With their banks of tropical foliage, the elevated arcades crisscross the icy
streets of the other Boston. When arriving from the airport by subway, that
system's antiqueness and the third-world despondency and shabbiness of its
users had shocked me. But in Copley Place, a city within a city and only a
short walk from Boston Common, every one looks middle class or above. America's
segregation of old required more than laissez faire. So too does
today's. Squads of hard-faced men and women in blazers police Copley Place's
homogeneity, especially at its few ports of entry to the other America. Even
the doe-eyed youths who administer loving care to the delicate plants wear
neckties. Copely Place, like similar developments in other American
cities, is a prototype of a new form of civic organization. It is
induced--some say necessitated--by the increasing bifurcation of America into
haves and have-nots. That economists should be meeting in such a place, given
their lead in creating prosperity for all in the first three post-war
decades, seemed poignantly sad. That
proud history desperately needs recalling. At the end of World War Two western
governments feared a return to depression. So they subscribed to the new
wonder remedy for economic ills, Keynesian economics. The cure rate was
astonishing. For three decades the middle class expanded as full employment,
low inflation and high growth reigned across America and Western Europe. It
set a record of economic performance completely without historical precedent.
In the wake of its colossal success the economics profession amassed
prestige, tenured positions and public funding. But
by the early 1970s, Keynesianism, like an antibiotic that has been over
prescribed, began losing its curative powers. Anxious to preserve its
position, the profession scrambled to package and market new remedies.
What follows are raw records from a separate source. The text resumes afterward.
//! Live particle records and the registry that owns them.

use excimer_core::{Coords, ParticleTag};
use indexmap::IndexMap;

/// A live exciton.
///
/// Created only by Creation execution, destroyed only by Recombination
/// execution, and owned exclusively by the [`ParticleRegistry`].
#[derive(Clone, Debug)]
pub struct Particle {
    /// Unique, monotonically increasing tag.
    pub tag: ParticleTag,
    /// Simulation time (s) at which the particle was created.
    pub creation_time: f64,
    /// Site the particle was created on.
    pub creation_coords: Coords,
    /// Site the particle currently occupies.
    pub coords: Coords,
    /// Fixed recombination rate constant (1/s), set at creation.
    pub recombination_rate: f64,
    /// Cumulative lattice-unit displacement since creation, including
    /// every periodic boundary crossing.
    displacement: [i64; 3],
}

impl Particle {
    /// Apply an executed hop: update the current site and accumulate the
    /// raw displacement.
    pub fn record_hop(&mut self, displacement: [i32; 3], destination: Coords) {
        self.coords = destination;
        for (total, step) in self.displacement.iter_mut().zip(displacement) {
            *total += i64::from(step);
        }
    }

    /// Net displacement since creation in lattice units.
    pub fn displacement(&self) -> [i64; 3] {
        self.displacement
    }

    /// Net displacement distance since creation, in nm.
    pub fn displacement_nm(&self, unit_size: f64) -> f64 {
        let [dx, dy, dz] = self.displacement.map(|d| d as f64);
        unit_size * (dx * dx + dy * dy + dz * dz).sqrt()
    }
}

/// Owner of all live particles, keyed by tag.
///
/// Insertion-ordered so that iteration, and therefore the order in
/// which the recalculation engine consumes RNG draws, is deterministic
/// for a given event history. Removal preserves the order of the
/// survivors.
#[derive(Clone, Debug, Default)]
pub struct ParticleRegistry {
    particles: IndexMap<ParticleTag, Particle>,
    next_tag: u64,
}

impl ParticleRegistry {
    /// Create an empty registry.
    pub fn new() -> Self {
        Self::default()
    }

    /// Create a particle at `coords` and return its freshly allocated tag.
    pub fn insert(
        &mut self,
        creation_time: f64,
        coords: Coords,
        recombination_rate: f64,
    ) -> ParticleTag {
        self.next_tag += 1;
        let tag = ParticleTag(self.next_tag);
        self.particles.insert(
            tag,
            Particle {
                tag,
                creation_time,
                creation_coords: coords,
                coords,
                recombination_rate,
                displacement: [0; 3],
            },
        );
        tag
    }

    /// Look up a live particle.
    pub fn get(&self, tag: ParticleTag) -> Option<&Particle> {
        self.particles.get(&tag)
    }

    /// Look up a live particle mutably.
    pub fn get_mut(&mut self, tag: ParticleTag) -> Option<&mut Particle> {
        self.particles.get_mut(&tag)
    }

    /// Remove a particle, returning its final record.
    ///
    /// Uses a shifting removal so the iteration order of the remaining
    /// particles is unchanged.
    pub fn remove(&mut self, tag: ParticleTag) -> Option<Particle> {
        self.particles.shift_remove(&tag)
    }

    /// Number of live particles.
    pub fn len(&self) -> usize {
        self.particles.len()
    }

    /// Whether no particles are live.
    pub fn is_empty(&self) -> bool {
        self.particles.is_empty()
    }

    /// Iterate over live particles in insertion order.
    pub fn iter(&self) -> impl Iterator<Item = &Particle> {
        self.particles.values()
    }

    /// Tags of all live particles in insertion order.
    pub fn tags(&self) -> impl Iterator<Item = ParticleTag> + '_ {
        self.particles.keys().copied()
    }
}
The
earlier success, however, had given rise to the dogma that all of economics'
fundamental problems had been solved. This doctrine had made primary research
a forbidden activity, a career-destroying form of heresy. For a generation
the profession's patriarchs had permitted only analysis conforming to pre-existing
models of how economists of the past believed economies functioned. So, only
old ideas, ones predating Keynes, were available for response to the emerging
crisis. The
failure of those reconstituted ideas to stem the decline is now also part of
economics' history. Today Europe stews in persistent double-digit
unemployment as fascism and anti-semitism reappear.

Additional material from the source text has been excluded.